» Stored data
┄┄┄┄┄┄
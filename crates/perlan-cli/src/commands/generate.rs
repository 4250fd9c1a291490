//! The `perlan generate` command.

use std::path::Path;

use anyhow::Result;

use perlan_core::model::{Category, Difficulty};
use perlan_core::traits::GenerateRequest;
use perlan_remote::create_generator;

use crate::app::App;

pub async fn execute(
    config_path: Option<&Path>,
    category: String,
    difficulty: String,
    count: usize,
    model: Option<String>,
    save: bool,
) -> Result<()> {
    let category: Category = category.parse().map_err(anyhow::Error::msg)?;
    let difficulty: Difficulty = difficulty.parse().map_err(anyhow::Error::msg)?;
    if count == 0 {
        anyhow::bail!("--count must be at least 1");
    }

    let app = App::open(config_path)?;
    let Some(generator_config) = &app.config.generator else {
        anyhow::bail!("no generator configured; add a [generator] section to perlan.toml");
    };
    let generator = create_generator(generator_config)?;

    let mut request = GenerateRequest::new(category, difficulty, count);
    request.model = model;
    let questions = generator.generate(&request).await?;
    tracing::info!("{} drafted {} questions", generator.name(), questions.len());

    for (i, q) in questions.iter().enumerate() {
        println!("{}. {}", i + 1, q.text);
        for (j, option) in q.options.iter().enumerate() {
            let marker = if j == q.correct_index { "*" } else { " " };
            println!("   {marker} {option}");
        }
        if !q.fact.is_empty() {
            println!("   Fact: {}", q.fact);
        }
    }

    if save {
        app.sync.sync_all().await;
        let saved = questions.len();
        for question in questions {
            app.sync.add_question(question).await?;
        }
        println!("Saved {saved} questions.");
    } else {
        println!("Dry run; pass --save to add them to the question bank.");
    }

    app.finish().await;
    Ok(())
}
┄┄┄┄┄┄
Copy out each line of the records character for character.

filename crates/perlan-cli/src/commands/generate.rs
repository 4250fd9c1a291490
//! The `perlan generate` command.

use std::path::Path;

use anyhow::Result;

use perlan_core::model::{Category, Difficulty};
use perlan_core::traits::GenerateRequest;
use perlan_remote::create_generator;

use crate::app::App;

pub async fn execute(
    config_path: Option<&Path>,
    category: String,
    difficulty: String,
    count: usize,
    model: Option<String>,
    save: bool,
) -> Result<()> {
    let category: Category = category.parse().map_err(anyhow::Error::msg)?;
    let difficulty: Difficulty = difficulty.parse().map_err(anyhow::Error::msg)?;
    if count == 0 {
        anyhow::bail!("--count must be at least 1");
    }

    let app = App::open(config_path)?;
    let Some(generator_config) = &app.config.generator else {
        anyhow::bail!("no generator configured; add a [generator] section to perlan.toml");
    };
    let generator = create_generator(generator_config)?;

    let mut request = GenerateRequest::new(category, difficulty, count);
    request.model = model;
    let questions = generator.generate(&request).await?;
    tracing::info!("{} drafted {} questions", generator.name(), questions.len());

    for (i, q) in questions.iter().enumerate() {
        println!("{}. {}", i + 1, q.text);
        for (j, option) in q.options.iter().enumerate() {
            let marker = if j == q.correct_index { "*" } else { " " };
            println!("   {marker} {option}");
        }
        if !q.fact.is_empty() {
            println!("   Fact: {}", q.fact);
        }
    }

    if save {
        app.sync.sync_all().await;
        let saved = questions.len();
        for question in questions {
            app.sync.add_question(question).await?;
        }
        println!("Saved {saved} questions.");
    } else {
        println!("Dry run; pass --save to add them to the question bank.");
    }

    app.finish().await;
    Ok(())
}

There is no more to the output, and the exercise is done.